*DATA UNDER STUDY*.
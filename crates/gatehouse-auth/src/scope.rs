//! Scoped session variables
//!
//! Two lifetimes share the host session store, both under the plugin key
//! prefix: page scope (current request only) and flash scope (current
//! request plus exactly one following request). The flash scope is a pair
//! of explicit generation maps swapped at the top of each request, which
//! makes the generation boundary a first-class operation rather than a
//! key-renaming convention.

use serde_json::{Map, Value};
use tracing::debug;

use crate::config::AuthConfig;
use crate::traits::{SessionStore, Severity};

const PAGE_KEY: &str = "page_scope";
const FLASH_CURRENT_KEY: &str = "flash_current";
const FLASH_PREVIOUS_KEY: &str = "flash_previous";
const MEMO_PREFIX: &str = "cache-";
const DELAYED_MESSAGE_PREFIX: &str = "delayed_message:";

/// Session-backed variable store for one request.
///
/// Borrows the per-request session handle; it is never a process-wide
/// singleton, so last-write-wins behavior between concurrent requests
/// stays a visible property of the [`SessionStore`] contract.
pub struct ScopedVariableStore<'a> {
    store: &'a mut dyn SessionStore,
    prefix: String,
}

impl<'a> ScopedVariableStore<'a> {
    pub fn new(store: &'a mut dyn SessionStore, config: &AuthConfig) -> Self {
        Self {
            store,
            prefix: config.session_prefix.clone(),
        }
    }

    fn prefixed(&self, key: &str) -> String {
        format!("{}{}", self.prefix, key)
    }

    // -- raw session vars ---------------------------------------------------

    /// Set a plugin session variable (survives until cleared or expired).
    pub fn set_var(&mut self, key: &str, value: Value) {
        self.store.set(&self.prefixed(key), value);
    }

    /// Get a plugin session variable.
    pub fn get_var(&self, key: &str) -> Option<Value> {
        self.store.get(&self.prefixed(key))
    }

    /// Get a plugin session variable, or a default.
    pub fn get_var_or(&self, key: &str, default: Value) -> Value {
        self.get_var(key).unwrap_or(default)
    }

    /// Remove a plugin session variable.
    pub fn remove_var(&mut self, key: &str) {
        self.store.remove(&self.prefixed(key));
    }

    /// Delete every plugin-prefixed key, leaving host session data alone.
    pub fn clear_custom_vars(&mut self) {
        for key in self.store.keys() {
            if key.starts_with(&self.prefix) {
                self.store.remove(&key);
            }
        }
    }

    // -- map helpers --------------------------------------------------------

    fn read_map(&self, key: &str) -> Map<String, Value> {
        match self.get_var(key) {
            Some(Value::Object(map)) => map,
            Some(_) => {
                debug!(key, "replacing non-object scope record");
                Map::new()
            }
            None => Map::new(),
        }
    }

    fn write_map(&mut self, key: &str, map: Map<String, Value>) {
        if map.is_empty() {
            self.remove_var(key);
        } else {
            self.set_var(key, Value::Object(map));
        }
    }

    // -- page scope ---------------------------------------------------------

    /// Set a value valid only for the current request.
    pub fn set_page(&mut self, var: &str, value: Value) {
        let mut page = self.read_map(PAGE_KEY);
        page.insert(var.to_string(), value);
        self.write_map(PAGE_KEY, page);
    }

    /// Get a page-scope value.
    pub fn get_page(&self, var: &str) -> Option<Value> {
        self.read_map(PAGE_KEY).get(var).cloned()
    }

    /// Remove all page-scope values. Called at the end of every request.
    pub fn clear_page_scope(&mut self) {
        self.remove_var(PAGE_KEY);
    }

    // -- flash scope --------------------------------------------------------

    /// Set a value valid for the current request and the next one.
    pub fn set_flash(&mut self, var: &str, value: Value) {
        let mut current = self.read_map(FLASH_CURRENT_KEY);
        current.insert(var.to_string(), value);
        self.write_map(FLASH_CURRENT_KEY, current);
    }

    /// Get a flash-scope value.
    ///
    /// The current generation is checked first so a value set during this
    /// request is visible immediately; otherwise the previous generation
    /// (set last request) answers.
    pub fn get_flash(&self, var: &str) -> Option<Value> {
        if let Some(value) = self.read_map(FLASH_CURRENT_KEY).get(var) {
            return Some(value.clone());
        }
        self.read_map(FLASH_PREVIOUS_KEY).get(var).cloned()
    }

    /// Get a flash-scope value, or a default.
    pub fn get_flash_or(&self, var: &str, default: Value) -> Value {
        self.get_flash(var).unwrap_or(default)
    }

    /// Advance the flash generation: drop the previous generation and age
    /// the current one into its place. Runs at the start of each request,
    /// except the message-poll endpoint.
    pub fn cycle_flash(&mut self) {
        let current = self.read_map(FLASH_CURRENT_KEY);
        self.remove_var(FLASH_CURRENT_KEY);
        self.write_map(FLASH_PREVIOUS_KEY, current);
    }

    // -- call-site memoization ----------------------------------------------

    /// Cache a once-per-request computed result under an explicit key
    /// chosen at the call site. Page-scoped.
    pub fn memo_store(&mut self, key: &'static str, value: Value) -> Value {
        self.set_page(&format!("{MEMO_PREFIX}{key}"), value.clone());
        value
    }

    /// Recall a result stored earlier in this request.
    pub fn memo_recall(&self, key: &'static str) -> Option<Value> {
        self.get_page(&format!("{MEMO_PREFIX}{key}"))
    }

    // -- delayed messages ---------------------------------------------------

    /// Hold a message for the page after the next one. One message per
    /// severity; a second call overwrites the first.
    pub fn set_delayed_message(&mut self, severity: Severity, message: &str) {
        self.set_flash(
            &format!("{DELAYED_MESSAGE_PREFIX}{severity}"),
            Value::from(message),
        );
    }

    /// The pending delayed message at a severity, if any.
    pub fn delayed_message(&self, severity: Severity) -> Option<String> {
        match self.get_flash(&format!("{DELAYED_MESSAGE_PREFIX}{severity}")) {
            Some(Value::String(message)) => Some(message),
            _ => None,
        }
    }

    // -- request lifecycle --------------------------------------------------

    /// Run at the start of every request. The message-poll endpoint must
    /// not advance the flash generation, or polling would consume messages
    /// meant for the next full page.
    pub fn begin_request(&mut self, is_message_poll: bool) {
        if !is_message_poll {
            self.cycle_flash();
        }
    }

    /// Run after the view has completed.
    pub fn end_request(&mut self) {
        self.clear_page_scope();
    }
}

*TASK PROMPT*. All that belongs in the answer is the lines from the start of the entries above through the line containing "const FLASH_CURRENT_KEY: &str", each given exactly.

*OUTPUT FOR THIS EXERCISE*.
filename crates/gatehouse-auth/src/scope.rs
//! Scoped session variables
//!
//! Two lifetimes share the host session store, both under the plugin key
//! prefix: page scope (current request only) and flash scope (current
//! request plus exactly one following request). The flash scope is a pair
//! of explicit generation maps swapped at the top of each request, which
//! makes the generation boundary a first-class operation rather than a
//! key-renaming convention.

use serde_json::{Map, Value};
use tracing::debug;

use crate::config::AuthConfig;
use crate::traits::{SessionStore, Severity};

const PAGE_KEY: &str = "page_scope";
const FLASH_CURRENT_KEY: &str = "flash_current";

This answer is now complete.